Case report of severe acute anterior chamber inflammation leading to formation of hypopyon following corneal instillation of cyanoacrylate adhesive

Dr Christopher Go1, Dr Philomena McNamara1, A.Prof Nitin Verma1

1Royal Hobart Hospital, Hobart, Australia


Cyanoacrylate has been used in the management of corneal perforations since 1968. Cyanoacrylate’s side effects are well documented in animal experiments and clinical case reports including instillation into the anterior chamber. We report a case of severe acute anterior chamber inflammation with hypopyon formation following corneal instillation of cyanoacrylate. To our knowledge, this is the first reported case of hypopyon formation resulting from cyanoacrylate toxicity in the literature.

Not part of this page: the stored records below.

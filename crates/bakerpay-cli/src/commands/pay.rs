// `pay` - manual payout for one cycle.

use std::path::PathBuf;
use std::sync::Arc;

use bakerpay_core::engines::{
    ExecutePayoutsEngines, ExecutePayoutsOptions, GeneratePayoutsEngines, GeneratePayoutsOptions,
};
use bakerpay_core::error::{PayoutError, Result};
use bakerpay_core::execute::execute_payouts;
use bakerpay_core::generate::generate_payouts;
use bakerpay_core::prepare::prepare_payouts;
use bakerpay_core::protected::ProtectedSection;
use bakerpay_core::recipe::{only_valid, CyclePayoutBlueprint};
use bakerpay_core::reports_store::{FsReporter, ReporterEngine, StdioReporter};

use crate::commands::common::{admin_notifier, load_configuration_and_engines, require_confirmation};
use crate::notifications;
use crate::print;
use crate::print_info;

pub struct PayArgs {
    pub config_path: PathBuf,
    pub workdir: PathBuf,
    pub cycle: i64,
    pub from_file: Option<PathBuf>,
    pub to_file: Option<PathBuf>,
    pub confirm: bool,
    pub skip_balance_check: bool,
    pub wait_for_balance: bool,
    pub mix_in_contract_calls: bool,
    pub mix_in_fa_transfers: bool,
    pub silent: bool,
    pub notificator: Option<String>,
    pub report_to_stdout: bool,
}

fn load_blueprint_from_file(path: &PathBuf) -> Result<CyclePayoutBlueprint> {
    log::info!("reading payouts from '{}'", path.display());
    let body = std::fs::read_to_string(path).map_err(|e| {
        PayoutError::PayoutsRead(format!("failed to read payouts from file - {}", e))
    })?;
    CyclePayoutBlueprint::from_json(&body)
        .map_err(|e| PayoutError::PayoutsRead(e.to_string()))
}

pub async fn run(args: PayArgs) -> Result<()> {
    let engines = load_configuration_and_engines(&args.config_path, &args.workdir).await?;
    let config = engines.config.clone();
    let admin_notify = admin_notifier(&config);

    let cycle = if args.cycle <= 0 {
        let last_completed = engines.collector.get_last_completed_cycle().await?;
        last_completed + args.cycle
    } else {
        args.cycle
    };

    let blueprint = match &args.from_file {
        Some(path) => load_blueprint_from_file(path)?,
        None => {
            generate_payouts(
                config.clone(),
                GeneratePayoutsEngines {
                    collector: engines.collector.clone(),
                    signer: engines.signer.clone(),
                    hooks: engines.hooks.clone(),
                    admin_notify: admin_notify.clone(),
                },
                &GeneratePayoutsOptions {
                    cycle,
                    skip_balance_check: args.skip_balance_check,
                    wait_for_sufficient_balance: args.wait_for_balance,
                },
            )
            .await?
        }
    };

    if let Some(path) = &args.to_file {
        log::info!("writing payouts to '{}'", path.display());
        std::fs::write(path, blueprint.to_json()?).map_err(|e| {
            PayoutError::Reporting(format!("failed to write generated payouts - {}", e))
        })?;
    }

    log::info!("checking past reports");
    let fs_reporter = FsReporter::new(&args.workdir);
    let prepared = prepare_payouts(blueprint, &config.baker, &fs_reporter)?;

    print::print_invalid_payout_recipes(&prepared.invalid_payouts, cycle);
    print::print_reports(
        &prepared.reports_of_past_successful,
        &format!("Already Successful - #{}", cycle),
    );
    print::print_valid_payout_recipes(&prepared.valid_payouts, cycle);

    if only_valid(&prepared.valid_payouts).is_empty() {
        log::info!("nothing to pay out");
        if let Some(filter) = &args.notificator {
            notifications::notify_payouts_processed(
                &config.notifications,
                &prepared.blueprint.summary,
                Some(filter),
            )
            .await;
        }
        engines.hooks.close_all().await;
        return Ok(());
    }

    if !args.confirm {
        require_confirmation("Do you want to pay out the above VALID payouts?")?;
    }

    log::info!("executing payout");
    let section = Arc::new(ProtectedSection::new());
    section.install_os_handler();
    let reporter: Box<dyn ReporterEngine> = if args.report_to_stdout {
        Box::new(StdioReporter)
    } else {
        Box::new(FsReporter::new(&args.workdir))
    };
    let results = execute_payouts(
        &prepared,
        &ExecutePayoutsEngines {
            collector: engines.collector.clone(),
            signer: engines.signer.clone(),
            transactor: engines.transactor.clone(),
            admin_notify: admin_notify.clone(),
        },
        reporter.as_ref(),
        &ExecutePayoutsOptions {
            mix_in_contract_calls: args.mix_in_contract_calls,
            mix_in_fa_transfers: args.mix_in_fa_transfers,
        },
        section,
    )
    .await?;
    engines.hooks.close_all().await;

    print::print_batch_results(
        &results,
        &format!("Results of #{}", cycle),
        &config.network.explorer_url,
    );

    let failed = results.iter().filter(|r| !r.is_success()).count();
    if failed > 0 {
        return Err(PayoutError::Dispatch(format!(
            "{} of {} batches failed",
            failed,
            results.len()
        )));
    }

    if !args.silent {
        notifications::notify_payouts_processed(
            &config.notifications,
            &prepared.blueprint.summary,
            args.notificator.as_deref(),
        )
        .await;
    }
    print_info("payout finished");
    Ok(())
}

A 48 year old male was referred by a private ophthalmologist for a left 0.2mm paracentral perforation with a 5 year history of bilateral peripheral ulcerative keratitis of unknown cause. He has been treated with long-term QID topical fluorometholone acetate and ofloxacin for over 1 year and has a resultant white cataract. He also has significant atopy from hyper-IgE managed by the dermatologist with mycophenalate and is on patanol to minimise exacerbation of PUK. This patient was managed with cyanoacrylate via a syringe in emergency with bandage contact lens and hourly topical antibiotics. 36 hours later, he was found to have a 1mm hypopyon with 4+ AC activity. This resolved gradually over 1 week and there was no growth on both his vitreous and AC tap.

Given the negative taps, the authors believe this was a reactive response to cyanoacrylate from either; inadvertent entry into the anterior chamber from the application technique, or a severe inflammatory response given the patient’s significant atopic profile. This case report reminds clinicians of the synthetic non-biodegradable nature and toxicity profile of cyanoacrylate and the importance to follow the recommended patch technique by Vote to maximises superficial application only. Also, clinicians should consider the biodegradable fibrin glue if there is a significant history of atopy.


Philomena McNamara is a PGY 3 unaccredited ophthalmology registrar Royal Hobart Hospital. She completed her internship and residency at the Wollongong Hospital after studying medicine at the University of Sydney.